▶ Work required: In your answer, copy every entry that follows exactly.
[[ Data to use, beginning ]]
//! # Servidor TCP Concurrente
//! src/server/tcp.rs
//!
//! Accept loop + cola acotada + pool fijo de workers:
//!
//! ```text
//! accept() ──insert──> BoundedQueue ──remove──> worker-0..N ──> Connection::serve
//! ```
//!
//! El thread principal solo acepta y encola. Si la cola está llena, el
//! accept loop se bloquea y el kernel retiene las conexiones nuevas en el
//! backlog del listener.

use crate::config::Config;
use crate::router::Router;
use crate::server::connection::Connection;
use crate::server::pool::WorkerPool;
use crate::server::queue::BoundedQueue;
use crate::server::ServerContext;
use std::io;
use std::net::{SocketAddr, TcpListener, TcpStream};
use std::sync::Arc;
use tracing::{debug, error, info, warn};

/// Servidor HTTP/1.1 con pool fijo de workers
pub struct Server {
    config: Config,
    context: Arc<ServerContext>,
    router: Arc<Router>,
    listener: Option<TcpListener>,
}

impl Server {
    pub fn new(config: Config) -> Self {
        let context = ServerContext::from_config(&config);

        Self {
            config,
            context: Arc::new(context),
            router: Arc::new(Router::with_endpoints()),
            listener: None,
        }
    }

    /// Reemplaza el router (por defecto `Router::with_endpoints`)
    pub fn with_router(mut self, router: Router) -> Self {
        self.router = Arc::new(router);
        self
    }

    pub fn context(&self) -> &Arc<ServerContext> {
        &self.context
    }

    /// Crea el directorio de archivos y abre el listener.
    ///
    /// Retorna la dirección real, útil cuando el puerto configurado es 0.
    pub fn bind(&mut self) -> io::Result<SocketAddr> {
        self.context.storage().ensure_root()?;

        let address = self.config.address();
        let listener = TcpListener::bind(&address)?;
        let local = listener.local_addr()?;

        info!(address = %local, directory = %self.context.storage().root().display(), "servidor escuchando");

        self.listener = Some(listener);
        Ok(local)
    }

    pub fn local_addr(&self) -> Option<SocketAddr> {
        self.listener.as_ref().and_then(|l| l.local_addr().ok())
    }

    /// Lanza el pool y corre el accept loop. No retorna salvo error al
    /// hacer bind o al lanzar los workers.
    pub fn run(&mut self) -> io::Result<()> {
        if self.listener.is_none() {
            self.bind()?;
        }
        let listener = match self.listener.as_ref() {
            Some(listener) => listener,
            None => return Err(io::Error::new(io::ErrorKind::NotConnected, "listener no inicializado")),
        };

        let queue = Arc::new(BoundedQueue::new(self.config.queue_capacity));
        let pool = {
            let context = Arc::clone(&self.context);
            let router = Arc::clone(&self.router);
            WorkerPool::spawn(
                self.config.workers,
                Arc::clone(&queue),
                Arc::new(move |conn: Connection, worker: usize| {
                    conn.serve(worker, &context, &router)
                }),
            )?
        };

        loop {
            match listener.accept() {
                Ok((stream, peer)) => {
                    if let Err(e) = self.apply_timeouts(&stream) {
                        warn!(%peer, error = %e, "no se pudieron fijar los timeouts");
                    }

                    debug!(%peer, queued = queue.len(), "conexión aceptada");

                    if queue.insert(Connection::new(stream, peer)).is_err() {
                        error!("cola cerrada, deteniendo accept loop");
                        break;
                    }
                }
                Err(e) => {
                    warn!(error = %e, "error al aceptar conexión");
                }
            }
        }

        pool.shutdown();
        Ok(())
    }

    fn apply_timeouts(&self, stream: &TcpStream) -> io::Result<()> {
        stream.set_read_timeout(self.config.read_timeout())?;
        stream.set_write_timeout(self.config.write_timeout())?;
        Ok(())
    }
}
[[ Data to use, end ]]
▶ Solution to the problem:
//! # Servidor TCP Concurrente
//! src/server/tcp.rs
//!
//! Accept loop + cola acotada + pool fijo de workers:
//!
//! ```text
//! accept() ──insert──> BoundedQueue ──remove──> worker-0..N ──> Connection::serve
//! ```
//!
//! El thread principal solo acepta y encola. Si la cola está llena, el
//! accept loop se bloquea y el kernel retiene las conexiones nuevas en el
//! backlog del listener.

use crate::config::Config;
use crate::router::Router;
use crate::server::connection::Connection;
use crate::server::pool::WorkerPool;
use crate::server::queue::BoundedQueue;
use crate::server::ServerContext;
use std::io;
use std::net::{SocketAddr, TcpListener, TcpStream};
use std::sync::Arc;
use tracing::{debug, error, info, warn};

/// Servidor HTTP/1.1 con pool fijo de workers
pub struct Server {
    config: Config,
    context: Arc<ServerContext>,
    router: Arc<Router>,
    listener: Option<TcpListener>,
}

impl Server {
    pub fn new(config: Config) -> Self {
        let context = ServerContext::from_config(&config);

        Self {
            config,
            context: Arc::new(context),
            router: Arc::new(Router::with_endpoints()),
            listener: None,
        }
    }

    /// Reemplaza el router (por defecto `Router::with_endpoints`)
    pub fn with_router(mut self, router: Router) -> Self {
        self.router = Arc::new(router);
        self
    }

    pub fn context(&self) -> &Arc<ServerContext> {
        &self.context
    }

    /// Crea el directorio de archivos y abre el listener.
    ///
    /// Retorna la dirección real, útil cuando el puerto configurado es 0.
    pub fn bind(&mut self) -> io::Result<SocketAddr> {
        self.context.storage().ensure_root()?;

        let address = self.config.address();
        let listener = TcpListener::bind(&address)?;
        let local = listener.local_addr()?;

        info!(address = %local, directory = %self.context.storage().root().display(), "servidor escuchando");

        self.listener = Some(listener);
        Ok(local)
    }

    pub fn local_addr(&self) -> Option<SocketAddr> {
        self.listener.as_ref().and_then(|l| l.local_addr().ok())
    }

    /// Lanza el pool y corre el accept loop. No retorna salvo error al
    /// hacer bind o al lanzar los workers.
    pub fn run(&mut self) -> io::Result<()> {
        if self.listener.is_none() {
            self.bind()?;
        }
        let listener = match self.listener.as_ref() {
            Some(listener) => listener,
            None => return Err(io::Error::new(io::ErrorKind::NotConnected, "listener no inicializado")),
        };

        let queue = Arc::new(BoundedQueue::new(self.config.queue_capacity));
        let pool = {
            let context = Arc::clone(&self.context);
            let router = Arc::clone(&self.router);
            WorkerPool::spawn(
                self.config.workers,
                Arc::clone(&queue),
                Arc::new(move |conn: Connection, worker: usize| {
                    conn.serve(worker, &context, &router)
                }),
            )?
        };

        loop {
            match listener.accept() {
                Ok((stream, peer)) => {
                    if let Err(e) = self.apply_timeouts(&stream) {
                        warn!(%peer, error = %e, "no se pudieron fijar los timeouts");
                    }

                    debug!(%peer, queued = queue.len(), "conexión aceptada");

                    if queue.insert(Connection::new(stream, peer)).is_err() {
                        error!("cola cerrada, deteniendo accept loop");
                        break;
                    }
                }
                Err(e) => {
                    warn!(error = %e, "error al aceptar conexión");
                }
            }
        }

        pool.shutdown();
        Ok(())
    }

    fn apply_timeouts(&self, stream: &TcpStream) -> io::Result<()> {
        stream.set_read_timeout(self.config.read_timeout())?;
        stream.set_write_timeout(self.config.write_timeout())?;
        Ok(())
    }
}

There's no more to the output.